The point of AML regulation
Regulators looking to sink their teeth into cryptocurrency are not doing anything they haven't done with fiat. Most of what they do relates to how financial operations report their activity to the authorities. By forcing businesses to account for their funding, they also force businesses to pay attention to where their revenues are coming from.
In the cryptocurrency space, accurately reporting inflow and outflow makes it easier for investigators to determine if a particular digital currency is being used to launder money. Large volumes of coin being transferred by a single entity, with no noticeable return, would be a red flag. Likewise, a large volume of transactions attributed to the same senders and receivers could be an indication that laundering is going on.
In theory, it might not even be necessary to reveal the identities of traders except when legitimate concerns of money laundering exist. In other words, investigators have no need to know the identity of casual crypto users whose transactions do not raise red flags. So even though they could potentially identify every user, that does not mean they will.
Online gambling will continue
One last point to consider is the state of online gambling in relation to deposits and withdrawals.

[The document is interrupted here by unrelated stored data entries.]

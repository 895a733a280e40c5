//! Shared state every panel renders from.
//!
//! Feed handlers mutate this through the methods below; the draw pass only
//! reads. The rotation cursors live here too so the panels stay stateless.

use std::collections::HashMap;

use board_proto::feeds::{Forecast, Route, ScheduleFeed, StatusEntry};
use chrono::{DateTime, Local};

use crate::settings::DisplaySettings;

/// Departure rows shown per direction until the operator overrides it.
pub const DEFAULT_DEPARTURES: u32 = 2;

// ── route display ────────────────────────────────────────────────────────────

/// Which routes the schedule board shows and how many departures each gets.
/// The visible set is seeded from the first schedule document and never
/// re-seeded, so the operator's choices survive every later fetch — and a
/// route whose label first appears in a later document stays off the board
/// until the operator turns it on.
#[derive(Debug, Default)]
pub struct RouteDisplay {
    initialized: bool,
    visible: Vec<String>,
    counts: HashMap<String, u32>,
}

impl RouteDisplay {
    pub fn initialize(&mut self, routes: &[Route]) {
        if self.initialized {
            return;
        }
        self.initialized = true;
        for route in routes {
            self.visible.push(route.label.clone());
            self.counts.insert(route.label.clone(), DEFAULT_DEPARTURES);
        }
    }

    pub fn is_initialized(&self) -> bool {
        self.initialized
    }

    pub fn is_visible(&self, label: &str) -> bool {
        self.visible.iter().any(|v| v == label)
    }

    pub fn set_visible(&mut self, label: &str, visible: bool) {
        if visible {
            if !self.is_visible(label) {
                self.visible.push(label.to_string());
            }
        } else {
            self.visible.retain(|v| v != label);
        }
    }

    pub fn count(&self, label: &str) -> u32 {
        self.counts.get(label).copied().unwrap_or(DEFAULT_DEPARTURES)
    }

    /// Counts below 1 are coerced up — a route card with zero rows would
    /// read as a dead line rather than a setting.
    pub fn set_count(&mut self, label: &str, count: u32) {
        self.counts.insert(label.to_string(), count.max(1));
    }

    /// Visible routes in document order. Visible labels missing from the
    /// current document are skipped here, never removed from the set.
    pub fn visible_routes<'a>(&self, schedule: &'a ScheduleFeed) -> Vec<&'a Route> {
        schedule
            .routes
            .iter()
            .filter(|r| self.is_visible(&r.label))
            .collect()
    }
}

// ── board state ──────────────────────────────────────────────────────────────

pub struct BoardState {
    /// Never empty: seeded with the fetch-error entry so rotation and the
    /// status panel always have something to show before the first fetch.
    pub status_entries: Vec<StatusEntry>,
    pub status_cursor: usize,
    pub forecast_days: Vec<Forecast>,
    pub headlines: Vec<String>,
    /// `None` until the first non-empty news document arrives.
    pub news_cursor: Option<usize>,
    pub schedule: ScheduleFeed,
    pub route_display: RouteDisplay,
    pub now: DateTime<Local>,
    pub settings: DisplaySettings,
    pub settings_open: bool,
    pub locale: String,
}

impl BoardState {
    pub fn new(locale: String) -> Self {
        Self {
            status_entries: vec![StatusEntry::fetch_error()],
            status_cursor: 0,
            forecast_days: Vec::new(),
            headlines: Vec::new(),
            news_cursor: None,
            schedule: ScheduleFeed::default(),
            route_display: RouteDisplay::default(),
            now: Local::now(),
            settings: DisplaySettings::default(),
            settings_open: false,
            locale,
        }
    }

    pub fn tick_clock(&mut self) {
        self.now = Local::now();
    }

    // ── status ──

    pub fn current_status(&self) -> &StatusEntry {
        &self.status_entries[self.status_cursor % self.status_entries.len()]
    }

    pub fn rotate_status(&mut self) {
        self.status_cursor = (self.status_cursor + 1) % self.status_entries.len();
    }

    pub fn set_status(&mut self, entries: Vec<StatusEntry>) {
        debug_assert!(!entries.is_empty());
        self.status_entries = entries;
        self.status_cursor = 0;
    }

    pub fn set_status_failed(&mut self) {
        self.status_entries = vec![StatusEntry::fetch_error()];
        self.status_cursor = 0;
    }

    // ── news ──

    pub fn current_headline(&self) -> Option<&str> {
        let cursor = self.news_cursor?;
        if self.headlines.is_empty() {
            return None;
        }
        Some(self.headlines[cursor % self.headlines.len()].as_str())
    }

    /// Replaces the ticker list. The cursor rewinds to the top only when
    /// content arrives after an empty document; a non-empty reload keeps the
    /// current position so the ticker doesn't jump back every fetch.
    pub fn set_headlines(&mut self, headlines: Vec<String>) {
        let was_empty = self.headlines.is_empty();
        self.headlines = headlines;
        if was_empty && !self.headlines.is_empty() {
            self.news_cursor = Some(0);
        }
    }

    pub fn rotate_news(&mut self) {
        if self.headlines.is_empty() {
            return;
        }
        let next = self.news_cursor.map(|i| i + 1).unwrap_or(0);
        self.news_cursor = Some(next % self.headlines.len());
    }

    // ── weather / schedule ──

    pub fn set_forecast(&mut self, days: Vec<Forecast>) {
        self.forecast_days = days;
    }

    pub fn set_schedule(&mut self, schedule: ScheduleFeed) {
        self.route_display.initialize(&schedule.routes);
        self.schedule = schedule;
    }
}

#[cfg(test)]
mod tests {
    use super::*;
    use board_proto::feeds::{DirectionSet, FETCH_ERROR_TEXT};

    fn route(label: &str) -> Route {
        Route {
            label: label.to_string(),
            schedules: DirectionSet::Flat(vec!["先発: 10:00発 【各停】 二子玉川行".into()]),
        }
    }

    #[test]
    fn status_starts_with_the_error_entry_and_rotates_safely() {
        let mut state = BoardState::new("ja".into());
        assert_eq!(state.current_status().text, FETCH_ERROR_TEXT);
        state.rotate_status();
        assert_eq!(state.status_cursor, 0);

        state.set_status(vec![
            StatusEntry::all_clear(),
            StatusEntry {
                logo: None,
                text: "大井町線 遅延".into(),
            },
        ]);
        state.rotate_status();
        assert_eq!(state.current_status().text, "大井町線 遅延");
        state.rotate_status();
        assert_eq!(state.status_cursor, 0);
    }

    #[test]
    fn news_cursor_starts_at_top_and_survives_reloads() {
        let mut state = BoardState::new("ja".into());
        assert!(state.current_headline().is_none());
        state.rotate_news();
        assert_eq!(state.news_cursor, None);

        state.set_headlines(vec![]);
        assert_eq!(state.news_cursor, None);

        state.set_headlines(vec!["A".into(), "B".into(), "C".into()]);
        assert_eq!(state.news_cursor, Some(0));
        state.rotate_news();
        state.rotate_news();
        assert_eq!(state.current_headline(), Some("C"));

        // A non-empty reload does not rewind the ticker.
        state.set_headlines(vec!["D".into(), "E".into(), "F".into()]);
        assert_eq!(state.news_cursor, Some(2));
        assert_eq!(state.current_headline(), Some("F"));
        state.rotate_news();
        assert_eq!(state.current_headline(), Some("D"));
    }

    #[test]
    fn news_cursor_rewinds_when_content_returns_after_an_empty_document() {
        let mut state = BoardState::new("ja".into());
        state.set_headlines(vec!["A".into(), "B".into(), "C".into(), "D".into()]);
        state.rotate_news();
        state.rotate_news();
        state.rotate_news();
        assert_eq!(state.news_cursor, Some(3));

        state.set_headlines(vec![]);
        assert!(state.current_headline().is_none());

        state.set_headlines(vec!["X".into(), "Y".into()]);
        assert_eq!(state.news_cursor, Some(0));
        assert_eq!(state.current_headline(), Some("X"));
    }

    #[test]
    fn shrinking_news_list_keeps_reads_in_bounds() {
        let mut state = BoardState::new("ja".into());
        state.set_headlines(vec!["A".into(), "B".into(), "C".into()]);
        state.rotate_news();
        state.rotate_news();
        state.set_headlines(vec!["X".into()]);
        assert_eq!(state.news_cursor, Some(2));
        assert_eq!(state.current_headline(), Some("X"));
    }

    #[test]
    fn route_display_seeds_once() {
        let mut display = RouteDisplay::default();
        display.initialize(&[route("東急大井町線　尾山台駅")]);
        display.set_visible("東急大井町線　尾山台駅", false);
        display.set_count("東急大井町線　尾山台駅", 5);

        // A later document with more routes must not reset the operator's choices.
        display.initialize(&[route("東急大井町線　尾山台駅"), route("東急バス")]);
        assert!(!display.is_visible("東急大井町線　尾山台駅"));
        assert_eq!(display.count("東急大井町線　尾山台駅"), 5);
        assert_eq!(display.count("東急バス"), DEFAULT_DEPARTURES);
    }

    #[test]
    fn routes_arriving_after_the_first_document_stay_hidden() {
        let mut display = RouteDisplay::default();
        display.initialize(&[route("東急大井町線　尾山台駅")]);

        // A later document introduces a brand-new route; it waits for the
        // operator instead of appearing on its own.
        let schedule = ScheduleFeed {
            routes: vec![route("東急大井町線　尾山台駅"), route("東急東横線　自由が丘駅")],
        };
        display.initialize(&schedule.routes);
        assert!(!display.is_visible("東急東横線　自由が丘駅"));
        let labels: Vec<&str> = display
            .visible_routes(&schedule)
            .iter()
            .map(|r| r.label.as_str())
            .collect();
        assert_eq!(labels, ["東急大井町線　尾山台駅"]);

        display.set_visible("東急東横線　自由が丘駅", true);
        assert!(display.is_visible("東急東横線　自由が丘駅"));
        assert_eq!(display.count("東急東横線　自由が丘駅"), DEFAULT_DEPARTURES);
    }

    #[test]
    fn count_floor_is_one() {
        let mut display = RouteDisplay::default();
        display.initialize(&[route("東急バス")]);
        display.set_count("東急バス", 0);
        assert_eq!(display.count("東急バス"), 1);
    }

    #[test]
    fn visible_routes_keep_document_order() {
        let mut display = RouteDisplay::default();
        let schedule = ScheduleFeed {
            routes: vec![route("甲"), route("乙"), route("丙")],
        };
        display.initialize(&schedule.routes);
        display.set_visible("乙", false);
        let labels: Vec<&str> = display
            .visible_routes(&schedule)
            .iter()
            .map(|r| r.label.as_str())
            .collect();
        assert_eq!(labels, ["甲", "丙"]);
    }
}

Despite cryptocurrency being an option at a lot of online casinos, there are many more that do not accept crypto payments. Online gambling survived just fine before people started depositing BTC and LTC. If the entire crypto world collapsed overnight, casino sites would be up and running tomorrow morning.
Crypto and blockchain have a lot to offer the gambling industry. It is easy to envision a day when the entire online market is driven by blockchain. But as wonderful as blockchain is, it is not necessary to run a gambling site. It is not necessary for accepting deposits and paying out withdrawals.
For most online casinos, blockchain is little more than another payment alternative. They still have credit cards, debit cards, bank transfers, and every other form of payment even if crypto were to fall apart. In the case of something like ETH or BSV, it is possible to separate the various components so that payments are on one blockchain and the rest of the operation is on the other.
How would this help? Let's say an online operator built his entire business on BSV. As long as payments were kept separate from everything else, the publicly traded token could be completely worthless without affecting the operational blockchain. The casino could still operate and no longer accept BSV as a payment option.
Wait and see is best
It is clear that national governments are ramping up their efforts to root money laundering out of the cryptocurrency space. It was only a matter of time before we got to this point. Now that it is here, it is definitely worth keeping an eye on things. But if you are a gambling operator, this is no time to panic. A wait-and-see approach is your best bet.
In all likelihood, new AML regulations are coming. But equally likely is that any such regulations will not do great harm to the gambling sector. If anything, they will clean up crypto and make it even more attractive as a tool for building the gambling sites of the future.